» Work instruction
Nothing but the lines from the one containing "let Some(name) = path.file_stem().and_then(|s|" through the last line of the data below should be returned, each copied exactly.

» Records for this exercise

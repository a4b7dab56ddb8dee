// Copyright 2026 the Tilesdf Authors
// SPDX-License-Identifier: Apache-2.0 OR MIT

//! Preprocessing and validation of the WGSL sources.
//!
//! This runs at build time to produce [`SHADERS`](crate::SHADERS) and, with
//! the `compile` feature, at run time to reload shaders from disk.

use naga::{
    front::wgsl,
    valid::{Capabilities, ModuleInfo, ValidationError, ValidationFlags},
    AddressSpace, Module, ShaderStage as NagaStage, StorageAccess, WithSpan,
};

use std::{
    collections::{HashMap, HashSet},
    fmt, fs, io,
    path::{Path, PathBuf},
};

pub mod preprocess;

use crate::types::{BindType, BindingInfo, ShaderStage};

#[derive(Debug, thiserror::Error)]
pub enum Error {
    #[error("failed to parse shader: {0}")]
    Parse(#[from] wgsl::ParseError),
    #[error("failed to validate shader: {0}")]
    Validate(#[from] WithSpan<ValidationError>),
    #[error("shader has neither a compute `main` nor `vs_main` and `fs_main` entry points")]
    EntryPointNotFound,
    #[error("failed to read shader source: {0}")]
    Io(#[from] io::Error),
}

/// Failures of a batch of shaders, each tagged with the shader name.
#[derive(Debug, Default)]
pub struct ErrorVec(pub Vec<(String, Error)>);

impl fmt::Display for ErrorVec {
    fn fmt(&self, f: &mut fmt::Formatter<'_>) -> fmt::Result {
        for (i, (name, err)) in self.0.iter().enumerate() {
            if i > 0 {
                writeln!(f)?;
            }
            write!(f, "{name}: {err}")?;
        }
        Ok(())
    }
}

impl std::error::Error for ErrorVec {}

#[derive(Debug)]
pub struct ShaderInfo {
    pub source: String,
    pub module: Module,
    pub module_info: ModuleInfo,
    pub stage: ShaderStage,
    pub bindings: Vec<BindingInfo>,
}

/// Directory holding the shader sources of this crate.
pub fn shader_dir() -> PathBuf {
    Path::new(env!("CARGO_MANIFEST_DIR")).join("shader")
}

impl ShaderInfo {
    /// Parses, validates and reflects a preprocessed shader.
    ///
    /// Bindings are collected over every entry point of the module.
    pub fn new(source: String) -> Result<Self, Error> {
        let module = wgsl::parse_str(&source)?;
        let module_info = naga::valid::Validator::new(
            ValidationFlags::all() & !ValidationFlags::CONTROL_FLOW_UNIFORMITY,
            Capabilities::all(),
        )
        .validate(&module)?;
        let entry = |name: &str, stage: NagaStage| {
            module
                .entry_points
                .iter()
                .position(|e| e.name == name && e.stage == stage)
        };
        let (stage, entry_indices) = if let Some(main) = entry("main", NagaStage::Compute) {
            let workgroup_size = module.entry_points[main].workgroup_size;
            (ShaderStage::Compute { workgroup_size }, vec![main])
        } else {
            match (
                entry("vs_main", NagaStage::Vertex),
                entry("fs_main", NagaStage::Fragment),
            ) {
                (Some(vs), Some(fs)) => (ShaderStage::Render, vec![vs, fs]),
                _ => return Err(Error::EntryPointNotFound),
            }
        };
        let mut bindings = vec![];
        for (var_handle, var) in module.global_variables.iter() {
            let used = entry_indices
                .iter()
                .any(|ix| !module_info.get_entry_point(*ix)[var_handle].is_empty());
            if !used {
                continue;
            }
            let Some(binding) = &var.binding else {
                continue;
            };
            let ty = match var.space {
                AddressSpace::Storage { access } if access.contains(StorageAccess::STORE) => {
                    BindType::Buffer
                }
                AddressSpace::Uniform => BindType::Uniform,
                _ => BindType::BufReadOnly,
            };
            bindings.push(BindingInfo {
                name: var.name.clone(),
                location: (binding.group, binding.binding),
                ty,
            });
        }
        bindings.sort_by_key(|res| res.location);
        Ok(Self {
            source,
            module,
            module_info,
            stage,
            bindings,
        })
    }

    /// Loads every top level `*.wgsl` file of `shader_dir`, resolving
    /// imports from its `shared` directory.
    pub fn from_dir(shader_dir: impl AsRef<Path>) -> Result<HashMap<String, Self>, ErrorVec> {
        let shader_dir = shader_dir.as_ref();
        let io_error = |err: io::Error| ErrorVec(vec![(shader_dir.display().to_string(), err.into())]);
        let imports = preprocess::get_imports(shader_dir).map_err(io_error)?;
        let defines = HashSet::new();
        let mut info = HashMap::default();
        let mut errors = ErrorVec::default();
        for entry in shader_dir.read_dir().map_err(io_error)? {
            let path = match entry {
                Ok(entry) => entry.path(),
                Err(err) => {
                    errors.0.push((shader_dir.display().to_string(), err.into()));
                    continue;
                }
            };
            if !path.is_file() || path.extension().is_none_or(|e| e != "wgsl") {
                continue;
            }
            let Some(name) = path.file_stem().and_then(|s| s.to_str()) else {
                continue;
            };
            let result = fs::read_to_string(&path)
                .map_err(Error::from)
                .and_then(|contents| {
                    Self::new(preprocess::preprocess(&contents, name, &defines, &imports))
                });
            match result {
                Ok(shader) => {
                    info.insert(name.to_string(), shader);
                }
                Err(err) => errors.0.push((name.to_string(), err)),
            }
        }
        if errors.0.is_empty() {
            Ok(info)
        } else {
            Err(errors)
        }
    }

    /// Loads the shaders shipped with this crate.
    pub fn from_default() -> Result<HashMap<String, Self>, ErrorVec> {
        Self::from_dir(shader_dir())
    }
}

» Solution
            let Some(name) = path.file_stem().and_then(|s| s.to_str()) else {
                continue;
            };
            let result = fs::read_to_string(&path)
                .map_err(Error::from)
                .and_then(|contents| {
                    Self::new(preprocess::preprocess(&contents, name, &defines, &imports))
                });
            match result {
                Ok(shader) => {
                    info.insert(name.to_string(), shader);
                }
                Err(err) => errors.0.push((name.to_string(), err)),
            }
        }
        if errors.0.is_empty() {
            Ok(info)
        } else {
            Err(errors)
        }
    }

    /// Loads the shaders shipped with this crate.
    pub fn from_default() -> Result<HashMap<String, Self>, ErrorVec> {
        Self::from_dir(shader_dir())
    }
}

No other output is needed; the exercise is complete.